Based on the foundation and limitations of the current research, future studies will focus on the following aspects: Firstly, continuously optimize the algorithm performance by using generative adversarial networks to synthesize challenging samples (such as rare poses, extreme lighting, or partial occlusion) to further enhance detection accuracy, speed, and robustness [
34]. Secondly, explore multimodal information fusion and combine data sources such as infrared and depth to obtain more comprehensive animal status information [
35]. Furthermore, conduct system integration and empirical research, embed the algorithm into the actual monitoring or management system, and carry out long-term verification in the real production environment. Finally, evaluate the feasibility of migrating and applying this method to other species (such as domestic animals like pigs, cattle and sheep). To sum up, this study proposes the MFW-YOLO detection algorithm for specific parts of sika deer. Not only has significant progress been made at the technical level, but more importantly, it has opened up a new way for the intelligent, non-contact, and humanized management of sika deer and similar large animals. This algorithm is expected to promote the innovation of traditional animal management models and play a key role in improving animal welfare, optimizing production management, and deepening health monitoring capabilities, fully demonstrating the significant value and broad potential of deep learning in addressing the challenges of modern agricultural management.
5. Conclusions
In this study, aiming at the problems such as low efficiency of management methods (physical fixation and chemical fixation), strong stress, and damage to animal welfare existing in the sika deer breeding industry, a target detection algorithm based on the YOLO11 framework has been successfully developed. MFFW-YOLO achieves precise detection of key body parts of sika deer (antlers, head, and front and hind legs) in a real breeding environment through non-contact visual technology. Experimental evaluations conducted on the sika deer dataset indicate that MFW-YOLO has excellent performance: Its mAP50 and MAP50-95 reached 91.9% and 64.5%, respectively. Meanwhile, it performed outstandingly in terms of model efficiency, with only 5.9 million parameters, a computational load of 12.8 GFLOPs, and an inference speed of 3.8 ms, achieving an excellent balance between accuracy and efficiency.
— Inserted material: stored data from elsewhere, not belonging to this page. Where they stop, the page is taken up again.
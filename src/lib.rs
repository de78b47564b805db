//! querycraft - compiles pagination and filter requests into document-store query plans
//!
//! A request (offset, limit, sort, search, filter clauses) is decoded once
//! per call and handed to the compiler together with an output mode. The
//! compiler is pure: it returns a filter predicate plus either flat find
//! options or ordered pipeline stages, and performs no I/O.
//!
//! ```ignore
//! use querycraft::compiler::{CompileMode, CompilerConfig, QueryCompiler};
//! use querycraft::pagination::PaginationRequest;
//!
//! let request = PaginationRequest::decode_blob(blob)?;
//! let config = CompilerConfig::reference();
//! let plan = QueryCompiler::new(&config).compile(&request, CompileMode::Pipeline)?;
//! let filter = plan.filter_document();
//! let stages = plan.pipeline_documents();
//! ```

pub mod cli;
pub mod coercion;
pub mod compiler;
pub mod pagination;
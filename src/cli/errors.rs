//! CLI-specific error types

use std::fmt;
use std::io;

use crate::compiler::{CompileError, ConfigError};
use crate::pagination::DecodeError;

/// CLI error codes
#[derive(Debug, Clone, PartialEq, Eq)]
pub enum CliErrorCode {
    /// Configuration file error
    ConfigError,
    /// I/O error (stdin/stdout)
    IoError,
    /// The request was rejected; carries the library error code
    InvalidRequest(&'static str),
}

impl CliErrorCode {
    /// Get the error code string
    pub fn code(&self) -> &'static str {
        match self {
            Self::ConfigError => "QC_CLI_CONFIG_ERROR",
            Self::IoError => "QC_CLI_IO_ERROR",
            Self::InvalidRequest(code) => code,
        }
    }
}

/// CLI error
#[derive(Debug)]
pub struct CliError {
    code: CliErrorCode,
    message: String,
}

impl CliError {
    /// Create a new CLI error
    pub fn new(code: CliErrorCode, message: impl Into<String>) -> Self {
        Self {
            code,
            message: message.into(),
        }
    }

    /// Config error
    pub fn config_error(msg: impl Into<String>) -> Self {
        Self::new(CliErrorCode::ConfigError, msg)
    }

    /// I/O error
    pub fn io_error(msg: impl Into<String>) -> Self {
        Self::new(CliErrorCode::IoError, msg)
    }

    /// Get the error code
    pub fn code(&self) -> &CliErrorCode {
        &self.code
    }

    /// Get the error code string
    pub fn code_str(&self) -> &'static str {
        self.code.code()
    }

    /// Get the error message
    pub fn message(&self) -> &str {
        &self.message
    }

    /// Rejected requests are reported on stdout, not as process failures
    pub fn is_rejection(&self) -> bool {
        matches!(self.code, CliErrorCode::InvalidRequest(_))
    }
}

impl fmt::Display for CliError {
    fn fmt(&self, f: &mut fmt::Formatter<'_>) -> fmt::Result {
        write!(f, "{}: {}", self.code.code(), self.message)
    }
}

impl std::error::Error for CliError {}

impl From<io::Error> for CliError {
    fn from(e: io::Error) -> Self {
        Self::io_error(e.to_string())
    }
}

impl From<serde_json::Error> for CliError {
    fn from(e: serde_json::Error) -> Self {
        Self::io_error(format!("JSON error: {}", e))
    }
}

impl From<ConfigError> for CliError {
    fn from(e: ConfigError) -> Self {
        Self::config_error(e.to_string())
    }
}

impl From<DecodeError> for CliError {
    fn from(e: DecodeError) -> Self {
        Self::new(CliErrorCode::InvalidRequest(e.code()), e.to_string())
    }
}

impl From<CompileError> for CliError {
    fn from(e: CompileError) -> Self {
        Self::new(CliErrorCode::InvalidRequest(e.code()), e.to_string())
    }
}

/// CLI result type
pub type CliResult<T> = Result<T, CliError>;

#[cfg(test)]
mod tests {
    use super::*;

    #[test]
    fn test_compile_error_is_rejection() {
        let err = CliError::from(CompileError::UnsupportedOperator("xor".into()));
        assert!(err.is_rejection());
        assert_eq!(err.code_str(), "QC_UNSUPPORTED_OPERATOR");
        assert_eq!(err.message(), "unsupported operator xor");
    }

    #[test]
    fn test_io_error_is_not_rejection() {
        let err = CliError::from(io::Error::new(io::ErrorKind::BrokenPipe, "closed"));
        assert!(!err.is_rejection());
        assert_eq!(err.code(), &CliErrorCode::IoError);
        assert_eq!(err.to_string(), "QC_CLI_IO_ERROR: closed");
    }
}
//! Request decoding errors
//!
//! Every decode error is a client error: the caller maps it to a 400-class
//! response, the compiler never sees the rejected input.

use thiserror::Error;

use crate::compiler::CompileError;

/// Result type for decoding operations
pub type DecodeResult<T> = Result<T, DecodeError>;

/// Errors raised while turning transport input into a `PaginationRequest`
#[derive(Debug, Clone, PartialEq, Error)]
pub enum DecodeError {
    /// The encoded blob is not valid URL-safe base64
    #[error("invalid pagination format: {0}")]
    InvalidEncoding(String),

    /// The decoded payload is not a valid pagination object
    #[error("invalid pagination data: {0}")]
    InvalidData(String),

    /// Sort order is neither `asc` nor `desc`
    #[error("invalid order format")]
    InvalidOrder(String),

    /// A discrete query parameter could not be parsed
    #[error("invalid query parameter: {0}")]
    InvalidQueryParam(String),

    /// A filter clause names an operator outside the supported set
    #[error(transparent)]
    Operator(#[from] CompileError),
}

impl DecodeError {
    /// Get the machine-readable error code
    pub fn code(&self) -> &'static str {
        match self {
            DecodeError::InvalidEncoding(_) => "QC_INVALID_ENCODING",
            DecodeError::InvalidData(_) => "QC_INVALID_DATA",
            DecodeError::InvalidOrder(_) => "QC_INVALID_ORDER",
            DecodeError::InvalidQueryParam(_) => "QC_INVALID_QUERY_PARAM",
            DecodeError::Operator(err) => err.code(),
        }
    }

    /// Get HTTP status code for this error
    pub fn status_code(&self) -> u16 {
        400
    }
}
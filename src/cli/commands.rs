//! CLI command implementations
//!
//! Each command reads one JSON value from stdin and writes one JSON envelope
//! to stdout. Rejected requests produce an error envelope and a zero exit
//! status; configuration and I/O failures are returned to `main`.

use std::path::Path;

use bson::Bson;
use serde_json::{json, Value};
use tracing::info;
use tracing_subscriber::EnvFilter;

use crate::compiler::{CompileMode, CompilerConfig, QueryCompiler};
use crate::pagination::PaginationRequest;

use super::args::Command;
use super::errors::{CliError, CliResult};
use super::io::{read_request, write_error, write_response};

/// Server-side settings applied on top of the decoded request
#[derive(Debug, Clone, Copy, PartialEq, Eq)]
pub struct CompileFlags {
    pub mode: CompileMode,
    pub apply_limit: bool,
    pub external_search: bool,
}

impl Default for CompileFlags {
    fn default() -> Self {
        Self {
            mode: CompileMode::FlatFilter,
            apply_limit: true,
            external_search: false,
        }
    }
}

/// Main CLI entry point
///
/// Parses arguments and dispatches to the appropriate command.
/// This is the only function that main.rs should call.
pub fn run() -> CliResult<()> {
    init_logging();
    let cli = super::args::Cli::parse_args();
    run_command(cli.command)
}

/// Run the appropriate command based on CLI args
pub fn run_command(cmd: Command) -> CliResult<()> {
    match cmd {
        Command::Compile {
            config,
            mode,
            no_limit,
            external_search,
        } => {
            let flags = CompileFlags {
                mode: mode.into(),
                apply_limit: !no_limit,
                external_search,
            };
            compile(config.as_deref(), flags)
        }
        Command::Decode => decode(),
    }
}

/// JSON logs on stderr, filtered by RUST_LOG
fn init_logging() {
    let _ = tracing_subscriber::fmt()
        .json()
        .with_env_filter(EnvFilter::from_default_env())
        .with_writer(std::io::stderr)
        .try_init();
}

/// Compile one request read from stdin
pub fn compile(config_path: Option<&Path>, flags: CompileFlags) -> CliResult<()> {
    let config = match config_path {
        Some(path) => CompilerConfig::load(path)?,
        None => CompilerConfig::reference(),
    };

    info!(mode = flags.mode.as_str(), "compile started");
    let input = read_request()?;
    respond(compile_input(input, &config, flags))
}

/// Decode one blob read from stdin
pub fn decode() -> CliResult<()> {
    let input = read_request()?;
    respond(decode_input(input))
}

/// Compile a request given either as an encoded blob string or a JSON object
pub fn compile_input(input: Value, config: &CompilerConfig, flags: CompileFlags) -> CliResult<Value> {
    let mut request = parse_request(input)?.with_external_search_index(flags.external_search);
    if !flags.apply_limit {
        request = request.without_limit();
    }

    let plan = QueryCompiler::new(config).compile(&request, flags.mode)?;
    info!(
        mode = flags.mode.as_str(),
        clauses = request.filters().len(),
        "compile finished"
    );

    Ok(json!({
        "mode": flags.mode.as_str(),
        "plan": Bson::Document(plan.to_document()).into_relaxed_extjson(),
    }))
}

/// Decode a request and describe it with defaults applied
pub fn decode_input(input: Value) -> CliResult<Value> {
    let request = parse_request(input)?;

    Ok(json!({
        "offset": request.offset(),
        "limit": request.limit(),
        "search": request.search(),
        "sort": request.sort(),
        "order": request.order().as_str(),
        "next": request.next(),
        "prev": request.prev(),
        "filters": serde_json::to_value(request.filters())?,
    }))
}

fn parse_request(input: Value) -> CliResult<PaginationRequest> {
    let request = match input {
        Value::String(blob) => PaginationRequest::decode_blob(&blob)?,
        object @ Value::Object(_) => PaginationRequest::from_json(object)?,
        _ => {
            return Err(CliError::io_error(
                "Expected an encoded pagination string or a pagination object",
            ))
        }
    };
    Ok(request)
}

fn respond(result: CliResult<Value>) -> CliResult<()> {
    match result {
        Ok(data) => write_response(data),
        Err(e) if e.is_rejection() => write_error(e.code_str(), e.message()),
        Err(e) => Err(e),
    }
}
//! Compiler error types
//!
//! Error codes:
//! - QC_UNSUPPORTED_OPERATOR (REJECT)
//! - QC_INVALID_SEQUENCE_FORMAT (REJECT)
//!
//! Configuration loading has its own `ConfigError`.
//! Coercion misses, empty filter lists and empty results are not errors.

use std::io;

use thiserror::Error;

use crate::pagination::Operator;

/// Result type for compile operations
pub type CompileResult<T> = Result<T, CompileError>;

/// Errors returned by the query compiler
#[derive(Debug, Clone, PartialEq, Eq, Error)]
pub enum CompileError {
    /// Operator token not in the supported set
    #[error("unsupported operator {0}")]
    UnsupportedOperator(String),

    /// `in` / `not in` value is neither a string nor a sequence
    #[error("invalid format for '{}' operator", .0.describe())]
    InvalidSequenceFormat(Operator),
}

impl CompileError {
    /// Returns the string code
    pub fn code(&self) -> &'static str {
        match self {
            CompileError::UnsupportedOperator(_) => "QC_UNSUPPORTED_OPERATOR",
            CompileError::InvalidSequenceFormat(_) => "QC_INVALID_SEQUENCE_FORMAT",
        }
    }
}

/// Errors raised while loading a `CompilerConfig`
#[derive(Debug, Error)]
pub enum ConfigError {
    #[error("Failed to read config: {0}")]
    Read(#[from] io::Error),

    #[error("Invalid config JSON: {0}")]
    Parse(#[from] serde_json::Error),

    #[error("Invalid config: {0}")]
    Invalid(String),
}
This performance improvement is attributed to three key targeted enhancements: First, the design of the lightweight backbone network MobileNetV4HybridSmall effectively integrates convolution and self-attention mechanisms. Second, a multi-scale fast pyramid pooling module SPPFMscale was designed, which enhanced the ability of multi-scale feature aggregation. Thirdly, the advanced WIoU v3 loss function was adopted to optimize the robustness of bounding box regression. These innovations work together to significantly enhance the model’s detection ability in complex scenarios.
The core value of this research lies in providing strong technical support for the intelligent, non-contact and humanized management of sika deer. The success of this algorithm not only promotes the improvement of animal welfare, but also lays the foundation for downstream applications such as automated health monitoring (for example, analysis based on deer antler morphology, head behavior, or leg gait) and data-driven refined management decisions. This is of great significance for improving production efficiency, reducing risks and promoting the sustainable development of the industry. Despite the significant progress made, this study still has limitations. Mainly, the model validation is based on a single data source, and its generalization ability in a broader environment needs to be further confirmed. The future research directions will include: expanding the diversity of the dataset to enhance the generalization ability of the model; continuously optimizing the algorithm architecture and training strategy; exploring multimodal information fusion to obtain more comprehensive animal states; conducting system integration and large-scale field verification; and assessing the possibility of expansion into other species domains.